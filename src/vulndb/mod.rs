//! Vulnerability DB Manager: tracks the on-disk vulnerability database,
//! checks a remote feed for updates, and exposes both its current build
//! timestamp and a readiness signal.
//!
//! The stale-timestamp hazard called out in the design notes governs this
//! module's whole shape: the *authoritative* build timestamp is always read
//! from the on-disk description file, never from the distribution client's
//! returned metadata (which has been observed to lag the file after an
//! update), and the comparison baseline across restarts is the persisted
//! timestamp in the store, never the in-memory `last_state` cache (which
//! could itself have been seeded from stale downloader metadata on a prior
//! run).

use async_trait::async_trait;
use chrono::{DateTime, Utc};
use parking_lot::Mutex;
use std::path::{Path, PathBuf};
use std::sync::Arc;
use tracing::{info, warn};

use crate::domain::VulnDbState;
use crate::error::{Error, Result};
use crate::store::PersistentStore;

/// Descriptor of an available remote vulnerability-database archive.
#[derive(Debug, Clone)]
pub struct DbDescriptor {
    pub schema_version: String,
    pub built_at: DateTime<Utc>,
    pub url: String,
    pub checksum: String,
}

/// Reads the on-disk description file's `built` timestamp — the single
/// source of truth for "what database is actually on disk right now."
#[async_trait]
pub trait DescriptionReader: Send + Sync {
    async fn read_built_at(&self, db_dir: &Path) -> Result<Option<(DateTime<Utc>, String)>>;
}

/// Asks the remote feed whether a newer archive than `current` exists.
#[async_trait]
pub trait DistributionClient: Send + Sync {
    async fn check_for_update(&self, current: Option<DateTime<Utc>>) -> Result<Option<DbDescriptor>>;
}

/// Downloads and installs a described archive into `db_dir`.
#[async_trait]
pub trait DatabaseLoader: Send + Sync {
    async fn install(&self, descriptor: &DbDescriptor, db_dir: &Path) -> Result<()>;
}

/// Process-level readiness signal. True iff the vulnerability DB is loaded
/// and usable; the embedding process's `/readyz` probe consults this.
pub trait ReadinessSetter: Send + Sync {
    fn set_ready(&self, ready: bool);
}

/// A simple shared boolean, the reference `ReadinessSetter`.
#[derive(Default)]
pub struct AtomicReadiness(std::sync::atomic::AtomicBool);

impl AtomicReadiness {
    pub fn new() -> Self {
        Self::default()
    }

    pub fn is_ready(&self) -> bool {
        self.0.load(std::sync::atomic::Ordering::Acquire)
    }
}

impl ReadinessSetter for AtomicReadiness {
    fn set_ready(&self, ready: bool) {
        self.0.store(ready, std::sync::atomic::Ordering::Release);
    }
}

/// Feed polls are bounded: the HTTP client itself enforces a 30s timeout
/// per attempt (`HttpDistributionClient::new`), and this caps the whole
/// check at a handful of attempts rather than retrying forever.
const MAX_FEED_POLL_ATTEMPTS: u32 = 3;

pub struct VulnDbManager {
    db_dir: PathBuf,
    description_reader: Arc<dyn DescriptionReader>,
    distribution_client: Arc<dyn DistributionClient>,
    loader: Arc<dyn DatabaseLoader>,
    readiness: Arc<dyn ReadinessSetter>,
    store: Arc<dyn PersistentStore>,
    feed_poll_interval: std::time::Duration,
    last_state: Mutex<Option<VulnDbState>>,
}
● ● ●
For this task, write out exactly the lines of the entries above, starting at the line with "DB is loaded" and ending at the line with "#[derive(Default)]", both included, and no others.

**PROBLEM SOLUTION**
/// Process-level readiness signal. True iff the vulnerability DB is loaded
/// and usable; the embedding process's `/readyz` probe consults this.
pub trait ReadinessSetter: Send + Sync {
    fn set_ready(&self, ready: bool);
}

/// A simple shared boolean, the reference `ReadinessSetter`.
#[derive(Default)]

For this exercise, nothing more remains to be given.